Their patient, long-horizon capital enables the transfer of technology, operational know-how, and manufacturing capability across borders, helping local markets scale complex industries more rapidly. In parallel, their outward investments have become a form of economic statecraft, projecting capital to forge industrial alliances, reshaping supply chains, and extending diplomatic influence across multiple regions.

Once synonymous with oil rents and fiscal stabilisation, Gulf SWFs have evolved into active engines of diversification, diplomacy, and technological leadership. Investment activity reflects this dominance, according to Deloitte, Gulf SWFs invested USD 82 billion in 2023 and USD 55 billion in the first nine months of 2024, accounting for nearly two-thirds of all sovereign wealth deployment globally.1 Their strategies now extend beyond asset management to shaping the direction of energy systems and strategic industries.

As the global energy transition accelerates, Gulf SWFs are emerging as central actors in new clean-energy supply chains. They are deploying patient, long- horizon capital into renewable energy, hydrogen, critical minerals, green industrial manufacturing, and smart-grid infrastructure; sectors that simultaneously support domestic economic diversification and extend Gulf strategic influence across the Global South and Global North.

Their expanding role also reflects a shift away from traditional passive wealth management toward more interventionist climate and industrial mandates, raising new questions about the robustness of emerging green investment frameworks.

The scale of their impact is significant given how Gulf Cooperation Council (GCC) SWFs are projected to control no less than USD 18 trillion in assets by 2030, a roughly 50-percent increase from today.2 Currently, the Gulf controls USD 4.9 trillion, representing 38 percent of all global SWF assets, concentrated primarily in the Abu Dhabi Investment Authority (ADIA), the Public Investment Fund (PIF), and the Kuwait Investment Authority (KIA).3

Figure 1: Total SWF Assets Under Management (AUM), in $bn

Source: Deloitte, 2025 

Against this backdrop, this report undertakes a structured mapping of major Gulf sovereign and quasi-sovereign wealth funds (SWFs) in energy and clean-technology sectors.
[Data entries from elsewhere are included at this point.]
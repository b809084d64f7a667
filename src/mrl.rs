//! Media Resource Locator helpers. The built-in filesystem speaks
//! `file://` only; other schemes come from plug-in factories.

use std::path::{Path, PathBuf};

pub const FILE_SCHEME: &str = "file://";

/// Returns the scheme part of an MRL ("file" for "file:///a/b"), if any.
pub fn scheme(mrl: &str) -> Option<&str> {
    mrl.find("://").map(|pos| &mrl[..pos])
}

/// Converts a `file://` MRL to a filesystem path.
pub fn to_path(mrl: &str) -> Option<PathBuf> {
    mrl.strip_prefix(FILE_SCHEME).map(PathBuf::from)
}

/// Converts a filesystem path to a `file://` MRL.
pub fn from_path(path: &Path) -> String {
    format!("{}{}", FILE_SCHEME, path.to_string_lossy())
}

/// Last path component of an MRL, extension included.
pub fn file_name(mrl: &str) -> &str {
    mrl.trim_end_matches('/').rsplit('/').next().unwrap_or(mrl)
}

/// Last path component with the extension stripped.
pub fn file_stem(mrl: &str) -> &str {
    let name = file_name(mrl);
    match name.rfind('.') {
        Some(dot) if dot > 0 => &name[..dot],
        _ => name,
    }
}

/// Lowercased extension of the MRL's last component, if any.
pub fn extension(mrl: &str) -> Option<String> {
    let name = file_name(mrl);
    let dot = name.rfind('.')?;
    if dot == 0 || dot + 1 == name.len() {
        return None;
    }
    Some(name[dot + 1..].to_ascii_lowercase())
}

/// Joins a directory MRL and a child name with exactly one separator.
pub fn join(dir_mrl: &str, name: &str) -> String {
    format!("{}/{}", dir_mrl.trim_end_matches('/'), name)
}

#[cfg(test)]
mod tests {
    use super::*;

    #[test]
    fn scheme_and_path() {
        assert_eq!(scheme("file:///music/a.mp3"), Some("file"));
        assert_eq!(scheme("/music/a.mp3"), None);
        assert_eq!(
            to_path("file:///music/a.mp3"),
            Some(PathBuf::from("/music/a.mp3"))
        );
        assert_eq!(to_path("smb://host/share"), None);
        assert_eq!(from_path(Path::new("/music")), "file:///music");
    }

    #[test]
    fn names_and_extensions() {
        assert_eq!(file_name("file:///music/a.mp3"), "a.mp3");
        assert_eq!(file_name("file:///music/dir/"), "dir");
        assert_eq!(file_stem("file:///music/a.mp3"), "a");
        assert_eq!(file_stem("file:///music/noext"), "noext");
        assert_eq!(extension("file:///music/a.MP3"), Some("mp3".to_string()));
        assert_eq!(extension("file:///music/noext"), None);
        assert_eq!(extension("file:///music/.hidden"), None);
    }

    #[test]
    fn join_normalises_separators() {
        assert_eq!(join("file:///music/", "a.mp3"), "file:///music/a.mp3");
        assert_eq!(join("file:///music", "a.mp3"), "file:///music/a.mp3");
    }
}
Its objective is to provide a concise, evidence- based landscape highlighting flagship transactions and partnerships, planned commitments, geographic footprints (Domestic/Global South/Global North), and the diplomatic linkages that enable or follow investment flows.

Scope and Coverage 

This mapping focuses strictly on fund-level investments and commitments, where SWFs act as direct equity investors or formally announced co-investors. Domestic project developers and operating arms (e.g., QatarEnergy Renewable Solutions, national utilities, and IPP SPVs) are treated separately unless the SWF explicitly appears in the project’s equity or funding structure.

Many project details are based on public announcements, MoUs, and financial/ industry media reporting. These often indicate strategic intent rather than completed deployment. SWFs often use subsidiaries, affiliates, or third-party funds (LP positions) that can obscure direct ownership. Equity participation is recorded only when explicitly disclosed by the fund, project sponsor, or credible financial media.

It should be noted that this is not an exhaustive record of all SWF-funded energy or technology projects. Rather, it synthesises publicly available information to assess directional flows of capital and strategic intent across the Gulf’s leading funds.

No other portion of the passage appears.